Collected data
= = = = = = =
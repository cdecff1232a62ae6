//! Session lifecycle and control characteristics.

use crate::mock_io::Rig;

use velonav::link::Characteristic;
use velonav::link::channels::{self, LinkChannel, LinkEvent};
use velonav::link::control::{
    ACTIVE_TRIP, LIST_END, LIST_ENTRY, LIST_START, RECORDING_LIST, TRIP_READY, TRIP_START,
    TRIP_STOP,
};
use velonav::link::reassembler::Phase;
use velonav::link::session::{Collaborators, SessionFlags};
use velonav::link::tile::{TileHeader, encode_header};

fn tile_header(size: u32) -> Vec<u8> {
    tile_at(2, size)
}

fn tile_at(y: u32, size: u32) -> Vec<u8> {
    encode_header(&TileHeader {
        compressed: false,
        zoom: 10,
        x: 1,
        y,
        size,
    })
    .to_vec()
}

fn handle(rig: &mut Rig, event: LinkEvent) {
    let mut io = Collaborators {
        notifier: &mut rig.notifier,
        navigation: &mut rig.nav,
        notifications: &mut rig.notes,
        display: &mut rig.display,
    };
    rig.session.handle(event, &mut io);
}

fn named(action: u8, name: &str) -> Vec<u8> {
    [&[action, name.len() as u8][..], name.as_bytes()].concat()
}

// ── Lifecycle ─────────────────────────────────────────────────

#[test]
fn disconnect_drops_partial_upload() {
    let mut rig = Rig::new();
    let mut msg = tile_header(1000);
    msg.extend_from_slice(&[0xAB; 300]);
    rig.write(Characteristic::Tile, &msg);
    assert_eq!(rig.session.rx_phase(Characteristic::Tile), Some(Phase::Accumulating));

    handle(&mut rig, LinkEvent::Disconnected);
    assert!(rig.session.is_quiescent());
    assert!(!rig.session.is_connected());

    handle(&mut rig, LinkEvent::Connected);
    let mut fresh = tile_header(2);
    fresh.extend_from_slice(&[5, 6]);
    rig.write(Characteristic::Tile, &fresh);

    assert_eq!(rig.fs.file("/tiles/10/1/2.bin"), Some(vec![5, 6]));
    assert_eq!(rig.notifier.on(Characteristic::Tile).len(), 1);
}

#[test]
fn connect_resets_stale_state() {
    let mut rig = Rig::new();
    rig.write(Characteristic::Trip, &[0, 4, 0, 0]);
    rig.write(Characteristic::TripControl, &[TRIP_READY]);
    assert!(!rig.session.is_quiescent());

    handle(&mut rig, LinkEvent::Connected);

    assert!(rig.session.is_quiescent());
    assert_eq!(rig.session.flags(), &SessionFlags::default());
    assert_eq!(rig.session.stats().commands, 0);
}

#[test]
fn disconnect_mid_download_closes_files() {
    let mut rig = Rig::new();
    rig.fs.put("/recordings/long.gpx", &[1; 5000]);
    rig.fs.put("/recordings/long.json", b"{}");
    rig.write(Characteristic::RecordingControl, &named(0x02, "long"));
    rig.tick(0);
    rig.tick(20);
    assert_eq!(rig.fs.open_handles(), 2);

    handle(&mut rig, LinkEvent::Disconnected);

    assert!(!rig.session.recording().is_active());
    assert_eq!(rig.fs.open_handles(), 0);
    let frames = rig.notifier.sent.len();
    rig.tick(40);
    assert_eq!(rig.notifier.sent.len(), frames, "no traffic while disconnected");
}

#[test]
fn reset_is_idempotent() {
    let mut rig = Rig::new();
    rig.write(Characteristic::Weather, &[0; 40]);
    rig.write(Characteristic::RecordingControl, &[RECORDING_LIST]);

    rig.session.reset();
    let flags = rig.session.flags().clone();
    let phases: Vec<_> = Characteristic::ALL.iter().map(|&c| rig.session.rx_phase(c)).collect();

    rig.session.reset();
    assert_eq!(rig.session.flags(), &flags);
    let again: Vec<_> = Characteristic::ALL.iter().map(|&c| rig.session.rx_phase(c)).collect();
    assert_eq!(phases, again);
    assert!(rig.session.is_quiescent());
}

#[test]
fn events_flow_through_the_channel() {
    static CHANNEL: LinkChannel = LinkChannel::new();
    let mut rig = Rig::new();
    handle(&mut rig, LinkEvent::Disconnected);

    assert!(channels::push(&CHANNEL, LinkEvent::Connected));
    assert!(channels::push_write(&CHANNEL, Characteristic::DeviceStatus, &[80, 1, 0, 0, 0, 0, 0, 0]));

    let mut events = Vec::new();
    let n = channels::drain(&CHANNEL, |e| events.push(e));
    assert_eq!(n, 2);
    for e in events {
        handle(&mut rig, e);
    }

    assert!(rig.session.is_connected());
    assert_eq!(rig.display.status[0].phone_battery, Some(80));
}

/// Push `msg` as 100-byte writes without draining in between.
fn flood(channel: &LinkChannel, msg: &[u8]) -> usize {
    msg.chunks(100)
        .filter(|c| !channels::push_write(channel, Characteristic::Tile, c))
        .count()
}

fn drain_into(rig: &mut Rig, channel: &LinkChannel) {
    let mut events = Vec::new();
    channels::drain(channel, |e| events.push(e));
    for e in events {
        handle(rig, e);
    }
}

#[test]
fn lost_writes_never_merge_two_tiles() {
    static CHANNEL: LinkChannel = LinkChannel::new();
    let mut rig = Rig::new();

    let mut a = tile_at(2, 4000);
    a.extend_from_slice(&[0x11; 4000]);
    assert!(flood(&CHANNEL, &a) > 0, "queue must overflow");
    drain_into(&mut rig, &CHANNEL);

    let mut b = tile_at(3, 4000);
    b.extend_from_slice(&[0xAA; 4000]);
    assert!(flood(&CHANNEL, &b) > 0);
    drain_into(&mut rig, &CHANNEL);

    assert_eq!(rig.fs.file("/tiles/10/1/2.bin"), None);
    assert_eq!(rig.fs.file("/tiles/10/1/3.bin"), None);
    assert_eq!(rig.session.stats().overruns, 2);
    assert!(rig.notifier.on(Characteristic::Tile).is_empty());
    assert_eq!(rig.session.rx_phase(Characteristic::Tile), Some(Phase::AwaitingHeader));

    // The link recovers once the queue has room.
    let mut c = tile_at(4, 2);
    c.extend_from_slice(&[7, 8]);
    assert_eq!(flood(&CHANNEL, &c), 0);
    drain_into(&mut rig, &CHANNEL);
    assert_eq!(rig.fs.file("/tiles/10/1/4.bin"), Some(vec![7, 8]));
    assert_eq!(rig.notifier.on(Characteristic::Tile).len(), 1);
}

#[test]
fn overrun_on_control_characteristic_is_counted() {
    let mut rig = Rig::new();
    handle(&mut rig, LinkEvent::Overrun(Characteristic::TripControl));
    assert_eq!(rig.session.stats().overruns, 1);
    assert!(rig.session.is_quiescent());
}

// ── Trip control ──────────────────────────────────────────────

#[test]
fn ready_announces_trips_and_active_trip() {
    let mut rig = Rig::new();
    rig.fs.put("/trips/b-route.gpx", b"<gpx/>");
    rig.fs.put("/trips/a-route.gpx", b"<gpx/>");
    rig.fs.put("/trips/a-route.json", b"{}");
    rig.nav.active = Some("a-route".into());

    rig.tick(0);
    assert!(rig.notifier.sent.is_empty(), "nothing before READY");

    rig.write(Characteristic::TripControl, &[TRIP_READY]);
    rig.tick(10);

    let frames = rig.notifier.on(Characteristic::TripControl);
    assert_eq!(
        frames,
        vec![
            vec![LIST_START, 0, 2],
            named(LIST_ENTRY, "a-route"),
            named(LIST_ENTRY, "b-route"),
            vec![LIST_END],
            named(ACTIVE_TRIP, "a-route"),
        ]
    );

    // Sent once per READY.
    rig.tick(20);
    assert_eq!(rig.notifier.on(Characteristic::TripControl).len(), 5);
}

#[test]
fn start_and_stop_drive_navigation() {
    let mut rig = Rig::new();
    rig.write(Characteristic::TripControl, &[TRIP_READY]);
    rig.tick(0);
    let before = rig.notifier.on(Characteristic::TripControl).len();

    rig.write(Characteristic::TripControl, &named(TRIP_START, "evening"));
    rig.tick(10);
    assert_eq!(rig.nav.started, vec!["evening".to_string()]);
    let frames = rig.notifier.on(Characteristic::TripControl);
    assert_eq!(frames[before..], [named(ACTIVE_TRIP, "evening")]);

    rig.write(Characteristic::TripControl, &[TRIP_STOP]);
    rig.tick(20);
    assert_eq!(rig.nav.stops, 1);
    let frames = rig.notifier.on(Characteristic::TripControl);
    assert_eq!(frames.last(), Some(&vec![ACTIVE_TRIP, 0]));
}

#[test]
fn refused_list_is_retried() {
    let mut rig = Rig::new();
    rig.fs.put("/trips/x.gpx", b"<gpx/>");
    rig.write(Characteristic::TripControl, &[TRIP_READY]);
    rig.notifier.refuse_next = 1;
    rig.tick(0);
    rig.tick(10);

    let frames = rig.notifier.on(Characteristic::TripControl);
    assert_eq!(frames.iter().filter(|f| f[0] == LIST_END).count(), 1);
    assert_eq!(frames.iter().filter(|f| f[0] == ACTIVE_TRIP).count(), 1);
}

#[test]
fn malformed_commands_are_counted() {
    let mut rig = Rig::new();
    rig.write(Characteristic::TripControl, &[0x7F]);
    rig.write(Characteristic::TripControl, &[TRIP_START, 10, b'a']);
    rig.write(Characteristic::RecordingControl, &named(0x02, "../x"));

    assert_eq!(rig.session.stats().bad_commands, 3);
    assert!(rig.nav.started.is_empty());
}

// ── Recording control ─────────────────────────────────────────

#[test]
fn recording_list_without_ready() {
    let mut rig = Rig::new();
    rig.fs.put("/recordings/2024-05-02.gpx", b"<gpx/>");
    rig.fs.put("/recordings/2024-05-02.json", b"{}");
    rig.fs.put("/recordings/notes.txt", b"");

    rig.write(Characteristic::RecordingControl, &[RECORDING_LIST]);
    rig.tick(0);

    assert_eq!(
        rig.notifier.on(Characteristic::RecordingControl),
        vec![
            vec![LIST_START, 0, 1],
            named(LIST_ENTRY, "2024-05-02"),
            vec![LIST_END],
        ]
    );
    assert!(rig.notifier.on(Characteristic::TripControl).is_empty());
}

#[test]
fn writes_to_notify_only_characteristics_are_ignored() {
    let mut rig = Rig::new();
    rig.write(Characteristic::TileInventory, &[1, 2, 3]);
    rig.write(Characteristic::RecordingTransfer, &[1]);

    assert!(rig.session.is_quiescent());
    assert!(rig.notifier.sent.is_empty());
}
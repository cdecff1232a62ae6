//! Phone notification mirror.
//!
//! One action byte, then a fixed body:
//!
//! | action | body |
//! |---|---|
//! | `0x01` add | `id(4) appName[32] title[64] text[128] hasIcon(1) icon[195]` |
//! | `0x02` dismiss | `id(4)` |
//!
//! Phone builds before icon support send add without `hasIcon`/`icon`
//! (228-byte body). Those always arrive as one 229-byte write, which is
//! how they are told apart from the first chunk of a current-format add.
//! That only holds while 229 bytes is less than a full write: at an ATT
//! MTU of 232 the first chunk of a current add is also 229 bytes, so the
//! session treats a write that fills the MTU as a chunk, never as a
//! legacy add.

use crate::error::FrameError;

use super::reassembler::{FrameSpec, Limits};
use super::wire::{be_u32, fixed_str};

pub const ACTION_ADD: u8 = 0x01;
pub const ACTION_DISMISS: u8 = 0x02;

/// 40×39 pixels, 1 bit per pixel, rows padded to whole bytes.
pub const ICON_LEN: usize = 195;

const TEXT_LEN: usize = 4 + 32 + 64 + 128;
pub const ADD_LEN: usize = TEXT_LEN + 1 + ICON_LEN;
pub const LEGACY_ADD_LEN: usize = TEXT_LEN;
pub const DISMISS_LEN: usize = 4;

#[derive(Debug, Clone, PartialEq, Eq)]
pub struct PhoneNotification {
    pub id: u32,
    pub app: heapless::String<32>,
    pub title: heapless::String<64>,
    pub text: heapless::String<128>,
    pub icon: Option<heapless::Vec<u8, ICON_LEN>>,
}

impl PhoneNotification {
    /// Parse an add body in either wire format.
    pub fn parse(body: &[u8]) -> Option<Self> {
        if body.len() != ADD_LEN && body.len() != LEGACY_ADD_LEN {
            return None;
        }
        let icon = if body.len() == ADD_LEN && body[TEXT_LEN] != 0 {
            heapless::Vec::from_slice(&body[TEXT_LEN + 1..]).ok()
        } else {
            None
        };
        Some(Self {
            id: be_u32(body, 0),
            app: fixed_str(&body[4..36]),
            title: fixed_str(&body[36..100]),
            text: fixed_str(&body[100..228]),
            icon,
        })
    }
}

#[derive(Debug, Clone, Copy, PartialEq, Eq)]
pub enum NotificationAction {
    Add,
    Dismiss,
}

pub struct NotificationFrame;

impl FrameSpec for NotificationFrame {
    type Header = NotificationAction;
    const NAME: &'static str = "notification";
    const HEADER_LEN: usize = 1;

    fn precheck(first: u8) -> bool {
        first == ACTION_ADD || first == ACTION_DISMISS
    }

    fn parse_header(raw: &[u8], _limits: &Limits) -> Result<(NotificationAction, usize), FrameError> {
        match raw[0] {
            ACTION_ADD => Ok((NotificationAction::Add, ADD_LEN)),
            ACTION_DISMISS => Ok((NotificationAction::Dismiss, DISMISS_LEN)),
            other => Err(FrameError::UnknownAction(other)),
        }
    }
}

/// Recognise a legacy add that arrived whole in one write.
pub fn parse_legacy_write(write: &[u8]) -> Option<PhoneNotification> {
    match write.split_first() {
        Some((&ACTION_ADD, body)) if body.len() == LEGACY_ADD_LEN => PhoneNotification::parse(body),
        _ => None,
    }
}
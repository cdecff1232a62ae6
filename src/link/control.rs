//! Trip-Control and Recording-Control commands.
//!
//! Control writes are short and always arrive whole, so they skip
//! reassembly. Parsing only records intent; the session does the work on
//! its next tick.
//!
//! List responses use the same frames on both characteristics:
//!
//! ```text
//! 0x10 count(u16)     list start
//! 0x11 len(1) name    one entry
//! 0x12                list end
//! 0x13 len(1) name    active trip (len 0 = none)
//! ```

use core::cmp::Ordering;

use crate::app::ports::AssetName;
use crate::error::FrameError;

use super::transport::MAX_NOTIFY_LEN;
use super::wire::asset_name;

pub const TRIP_STOP: u8 = 0x01;
pub const TRIP_START: u8 = 0x02;
pub const TRIP_READY: u8 = 0x03;
pub const TRIP_INVENTORY: u8 = 0x04;

pub const RECORDING_LIST: u8 = 0x01;
pub const RECORDING_DOWNLOAD: u8 = 0x02;

pub const LIST_START: u8 = 0x10;
pub const LIST_ENTRY: u8 = 0x11;
pub const LIST_END: u8 = 0x12;
pub const ACTIVE_TRIP: u8 = 0x13;

pub type ControlFrame = heapless::Vec<u8, MAX_NOTIFY_LEN>;

#[derive(Debug, Clone, PartialEq, Eq)]
pub enum TripCommand {
    Stop,
    Start(AssetName),
    /// The phone app is subscribed and wants the trip list.
    Ready,
    /// Send the tile inventory.
    Inventory,
}

#[derive(Debug, Clone, PartialEq, Eq)]
pub enum RecordingCommand {
    List,
    Download(AssetName),
}

/// `len(1) name` with nothing after it.
fn named(rest: &[u8]) -> Result<AssetName, FrameError> {
    let (&len, name) = rest.split_first().ok_or(FrameError::Truncated)?;
    if len == 0 {
        return Err(FrameError::NameLength);
    }
    match name.len().cmp(&usize::from(len)) {
        Ordering::Less => return Err(FrameError::Truncated),
        Ordering::Greater => return Err(FrameError::TrailingBytes),
        Ordering::Equal => {}
    }
    asset_name(name).ok_or(FrameError::InvalidName)
}

impl TripCommand {
    pub fn parse(write: &[u8]) -> Result<Self, FrameError> {
        let (&action, rest) = write.split_first().ok_or(FrameError::Empty)?;
        match action {
            TRIP_STOP => Ok(Self::Stop),
            TRIP_START => named(rest).map(Self::Start),
            TRIP_READY => Ok(Self::Ready),
            TRIP_INVENTORY => Ok(Self::Inventory),
            other => Err(FrameError::UnknownAction(other)),
        }
    }
}

impl RecordingCommand {
    pub fn parse(write: &[u8]) -> Result<Self, FrameError> {
        let (&action, rest) = write.split_first().ok_or(FrameError::Empty)?;
        match action {
            RECORDING_LIST => Ok(Self::List),
            RECORDING_DOWNLOAD => named(rest).map(Self::Download),
            other => Err(FrameError::UnknownAction(other)),
        }
    }
}

pub fn list_start_frame(count: usize) -> ControlFrame {
    let count = u16::try_from(count).unwrap_or(u16::MAX);
    let mut f = ControlFrame::new();
    let _ = f.push(LIST_START);
    let _ = f.extend_from_slice(&count.to_be_bytes());
    f
}

fn tagged_name(tag: u8, name: &str) -> ControlFrame {
    let mut f = ControlFrame::new();
    let _ = f.push(tag);
    // Asset names are at most 64 bytes.
    let _ = f.push(name.len() as u8);
    let _ = f.extend_from_slice(name.as_bytes());
    f
}

pub fn list_entry_frame(name: &str) -> ControlFrame {
    tagged_name(LIST_ENTRY, name)
}

pub fn list_end_frame() -> ControlFrame {
    let mut f = ControlFrame::new();
    let _ = f.push(LIST_END);
    f
}

pub fn active_trip_frame(name: Option<&str>) -> ControlFrame {
    tagged_name(ACTIVE_TRIP, name.unwrap_or_default())
}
= = = = = = =
EXERCISE REQUIREMENTS:
Search the records for the string "PhoneNotification" and report each line that has it.

OUTPUT OF THE TASK:
pub struct PhoneNotification {
impl PhoneNotification {
pub fn parse_legacy_write(write: &[u8]) -> Option<PhoneNotification> {
        Some((&ACTION_ADD, body)) if body.len() == LEGACY_ADD_LEN => PhoneNotification::parse(body),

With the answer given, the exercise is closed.